“I could’ve donced all night, I could’ve donced all night” — at least half the audience at intermission, it seemed, bounced up the aisles at Cygnet Theatre singing this song, including the accent!
And when suddenly nouveau riche Alfred Doolittle sings about “getting married in the morning,” during his gin-drenched bachelor party, he asks the audience to join in. And we did, in full vocal roar, without the need of revelers bouncing up the aisles and waving encouragement.
A personal touch runs throughout Cygnet’s wonderful My Fair Lady. This isn’t a stately, larger-than-life version of the Lerner & Loewe classic. Rex Harrison’s face isn’t cinemascoped across the screen. The Old Town theater’s comparatively intimate, in fact, made more so by Andrew Hull’s thrust stage.
And to a person, the cast performs as if before friends, not to 2000 stiff Broadway-ites, alert for imperfections, and most needing binoculars to see the show.
Henry Higgins is still the linguist-psychic, able to trace a person’s roots better than wine connoisseurs the journey of a grape. Eliza Doolittle’s still a “goode gull,” hawking bouquets in the rain at Covent Garden. And he still plays Pygmalion, like a modern Petruchio, and raises her social class by improving her voice.
It’s all there, but an infectious exuberance sets this show apart. Thus when Freddie Eynsford-Hill (Charles Evans, Jr.), falls for Eliza, he falls flat on the street where she lives. Why Alfred Doolittle (the inimitable Ron Choularton) and the chorus go plumb crazy dreaming of a “little bit o luck.” And why even condescending, propriety-squared ‘enry ‘iggins (masterful Sean Murray) gets in touch, on occasion, with his abandoned inner child.
And, purists beware, welcomes Eliza back with a bit more feeling than former Henry’s.

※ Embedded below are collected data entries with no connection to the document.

//! Capability fingerprints for protocol discovery
//!
//! Every advertised operation has a canonical signature string; its
//! fingerprint is the first 4 bytes of the keccak-256 hash of that string.
//! A protocol group's fingerprint is the bitwise XOR of its members'
//! fingerprints, so a caller can probe a whole function group in one query.
//!
//! The contract answers `SupportsCapability` for exactly the group
//! fingerprints enumerated by [`ALL_PROTOCOLS`], and additionally exposes
//! the groups as named tags (`SupportsProtocol` / `SupportedProtocols`) so
//! callers are not forced through the fingerprint arithmetic.

use tiny_keccak::{Hasher, Keccak};

/// A 4-byte operation or protocol-group fingerprint
pub type Selector = [u8; 4];

// ============================================================================
// Canonical operation signatures
// ============================================================================

/// Baseline discovery query every instance answers for
pub const SIG_SUPPORTS_CAPABILITY: &str = "supports_capability(bytes4)";

/// Generic pathway: capacity-gated mint
pub const SIG_MINT: &str = "mint(addr,uint128)";
/// Generic pathway: self redemption
pub const SIG_BURN: &str = "burn(uint128)";
/// Generic pathway: delegated redemption
pub const SIG_BURN_FROM: &str = "burn_from(addr,uint128)";

/// Origin-network reference of the pegged asset
pub const SIG_ORIGIN_TOKEN: &str = "origin_token()";

/// Canonical child-chain pathway: role-gated deposit
pub const SIG_DEPOSIT: &str = "deposit(addr,bytes)";
/// Canonical child-chain pathway: self withdrawal
pub const SIG_WITHDRAW: &str = "withdraw(uint128)";

/// Canonical gateway pathway: gateway-only mint
pub const SIG_BRIDGE_MINT: &str = "bridge_mint(addr,uint128)";
/// Canonical gateway pathway: gateway-only burn
pub const SIG_BRIDGE_BURN: &str = "bridge_burn(addr,uint128)";

// ============================================================================
// Protocol groups
// ============================================================================

/// A named group of operations forming one bridging protocol surface
#[derive(Clone, Copy, Debug, PartialEq, Eq)]
pub enum Protocol {
    /// The discovery query itself
    CapabilityProbe,
    /// Lock/mint bridging, first revision (mint + self burn)
    LockMintV1,
    /// Lock/mint bridging, second revision (adds delegated burn)
    LockMintV2,
    /// Origin-peg surface (peg reference + mint + burn)
    OriginPeg,
    /// Canonical gateway surface (peg reference + gateway mint/burn)
    CanonicalGateway,
    /// Canonical child-chain surface (deposit + withdraw)
    CanonicalChildChain,
}

/// Every protocol group the contract advertises
pub const ALL_PROTOCOLS: [Protocol; 6] = [
    Protocol::CapabilityProbe,
    Protocol::LockMintV1,
    Protocol::LockMintV2,
    Protocol::OriginPeg,
    Protocol::CanonicalGateway,
    Protocol::CanonicalChildChain,
];

impl Protocol {
    /// Stable tag used in queries and responses
    pub const fn name(&self) -> &'static str {
        match self {
            Protocol::CapabilityProbe => "capability_probe",
            Protocol::LockMintV1 => "lock_mint_v1",
            Protocol::LockMintV2 => "lock_mint_v2",
            Protocol::OriginPeg => "origin_peg",
            Protocol::CanonicalGateway => "canonical_gateway",
            Protocol::CanonicalChildChain => "canonical_child_chain",
        }
    }

    /// Canonical signatures of the group's member operations
    pub fn members(&self) -> &'static [&'static str] {
        match self {
            Protocol::CapabilityProbe => &[SIG_SUPPORTS_CAPABILITY],
            Protocol::LockMintV1 => &[SIG_MINT, SIG_BURN],
            Protocol::LockMintV2 => &[SIG_MINT, SIG_BURN, SIG_BURN_FROM],
            Protocol::OriginPeg => &[SIG_ORIGIN_TOKEN, SIG_MINT, SIG_BURN],
            Protocol::CanonicalGateway => &[SIG_ORIGIN_TOKEN, SIG_BRIDGE_MINT, SIG_BRIDGE_BURN],
            Protocol::CanonicalChildChain => &[SIG_DEPOSIT, SIG_WITHDRAW],
        }
    }

    /// XOR-combined fingerprint of the group's members
    pub fn fingerprint(&self) -> Selector {
        group_fingerprint(self.members())
    }

    /// Resolve a tag back to its protocol, if known
    pub fn from_name(name: &str) -> Option<Protocol> {
        ALL_PROTOCOLS.into_iter().find(|p| p.name() == name)
    }
}

// ============================================================================
// Fingerprint computation
// ============================================================================

/// Compute keccak256 hash of arbitrary data
pub fn keccak256(data: &[u8]) -> [u8; 32] {
    let mut hasher = Keccak::v256();
    hasher.update(data);
    let mut output = [0u8; 32];
    hasher.finalize(&mut output);
    output
}

/// Fingerprint of a single operation: keccak-256 of its canonical signature,
/// truncated to the first 4 bytes
pub fn selector(signature: &str) -> Selector {
    let digest = keccak256(signature.as_bytes());
    let mut out = [0u8; 4];
    out.copy_from_slice(&digest[0..4]);
    out
}

/// XOR-fold the selectors of a set of signatures into a group fingerprint
pub fn group_fingerprint(signatures: &[&str]) -> Selector {
    let mut acc = [0u8; 4];
    for signature in signatures {
        let sel = selector(signature);
        for (a, b) in acc.iter_mut().zip(sel.iter()) {
            *a ^= b;
        }
    }
    acc
}

/// Render a selector as 0x-prefixed hex (for attributes/diagnostics)
pub fn selector_hex(sel: &Selector) -> String {
    let mut out = String::with_capacity(10);
    out.push_str("0x");
    for byte in sel {
        out.push_str(&format!("{:02x}", byte));
    }
    out
}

Cygnet has moved the musical forward from George Bernard Shaw’s Pygmalion of 1912 to 1938, the year the movie-version appeared. This change accounts for why Higgins uses a black rotary phone and why Jeanne Reith’s excellent costumes favor gray morning coats for the Ascot scene (as opposed to Cecil Beaton’s black and white originals). It also pays homage to Shaw’s screenplay, from which Lerner and Loewe borrowed freely.
Director Sean Murray has what looks to be his “bucket list” cast: Tom Stephenson as genial Pickering and Linda Libby as hyper-snob Mrs. Higgins, and Allison Spratt Pearce, who can do no wrong as Ugly Duckling Eliza.

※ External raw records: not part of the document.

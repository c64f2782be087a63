//! Generic bridge pathway handlers
//!
//! Any caller may mint, but every identity is bounded by its supply record:
//! `issued + amount <= cap` or the mint fails. Never-configured identities
//! hold a zero cap, so authorization is implicit in capacity - the owner
//! authorizes a bridge purely by granting it a non-zero cap.
//!
//! Issuance accounting is settled BEFORE the base ledger moves, so no
//! external code triggered by a balance change can observe stale issuance.

use cosmwasm_std::{Addr, DepsMut, Env, MessageInfo, Response, Storage, Uint128};

use crate::error::ContractError;
use crate::state::BRIDGES;

use super::mint_base;

/// Mint against the caller's bridge capacity.
///
/// A zero amount is permitted; it leaves the supply record untouched but
/// still emits the transfer attributes.
pub fn execute_mint(
    deps: DepsMut,
    info: MessageInfo,
    recipient: String,
    amount: Uint128,
) -> Result<Response, ContractError> {
    let recipient_addr = deps.api.addr_validate(&recipient)?;

    let mut supply = BRIDGES
        .may_load(deps.storage, &info.sender)?
        .unwrap_or_default();

    // Overflow on issued + amount can only breach the cap, so it reports as
    // a capacity failure rather than wrapping or panicking.
    let issued = match supply.issued.checked_add(amount) {
        Ok(total) if total <= supply.cap => total,
        _ => {
            return Err(ContractError::SupplyCapExceeded {
                bridge: info.sender.to_string(),
                cap: supply.cap,
                issued: supply.issued,
                requested: amount,
            })
        }
    };
    supply.issued = issued;
    BRIDGES.save(deps.storage, &info.sender, &supply)?;

    mint_base(deps.storage, &recipient_addr, amount)?;

    Ok(Response::new()
        .add_attribute("action", "mint")
        .add_attribute("bridge", info.sender)
        .add_attribute("to", recipient_addr)
        .add_attribute("amount", amount))
}

/// Burn the caller's own balance, settling the caller's issuance first.
pub fn execute_burn(
    deps: DepsMut,
    env: Env,
    info: MessageInfo,
    amount: Uint128,
) -> Result<Response, ContractError> {
    settle_redemption(deps.storage, &info.sender, amount)?;
    Ok(cw20_base::contract::execute_burn(deps, env, info, amount)?)
}

/// Burn from a delegating account. The allowance deduction and balance debit
/// are the base ledger's; its failures propagate unchanged.
pub fn execute_burn_from(
    deps: DepsMut,
    env: Env,
    info: MessageInfo,
    owner: String,
    amount: Uint128,
) -> Result<Response, ContractError> {
    settle_redemption(deps.storage, &info.sender, amount)?;
    Ok(cw20_base::allowances::execute_burn_from(
        deps, env, info, owner, amount,
    )?)
}

/// Settle a redemption against the caller's supply record.
///
/// Only active records (non-zero cap or outstanding issuance) take part:
/// plain holders burn through the base ledger alone. A bridge whose cap was
/// zeroed while issuance is outstanding still settles here, which is what
/// lets redemptions bring it back under a reduced cap.
fn settle_redemption(
    storage: &mut dyn Storage,
    bridge: &Addr,
    amount: Uint128,
) -> Result<(), ContractError> {
    let Some(mut supply) = BRIDGES.may_load(storage, bridge)? else {
        return Ok(());
    };
    if !supply.is_active() {
        return Ok(());
    }

    supply.issued =
        supply
            .issued
            .checked_sub(amount)
            .map_err(|_| ContractError::BurnExceedsIssued {
                bridge: bridge.to_string(),
                issued: supply.issued,
                requested: amount,
            })?;
    BRIDGES.save(storage, bridge, &supply)?;
    Ok(())
}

The book, not counting singing and dancing ensembles, has 36 named characters. Cygnet’s supporting cast — Libby, Evans, Jr. Debra Wanger, Ralph Johnson, Brian Banville and Katie Whalley Banville (who will play Eliza someday) — play all the roles, roll on furniture and props between scenes, and must run a Velcro gauntlet backstage when changing costumes. And donning yet another of Peter Herman’s amazing wigs. His work, which often defines a character in an instant, has been so consistently outstanding, it’s easy to take him for granted. We shouldn’t.
Praise for music director Patrick Marion and his six-piece band, to choreographer David Brannen, whose dances further the exuberance, to Chris Rynne’s lighting, and Andrew Hull’s useful, pseudo-Victorian set.
Now maybe it’s just me, and my wary eye for subliminal suggestions, but don’t the tissue-like clouds on the rear wall, above the London skyline, vaguely resemble a map of Africa and India — erstwhile colonies of the now-fading British Empire?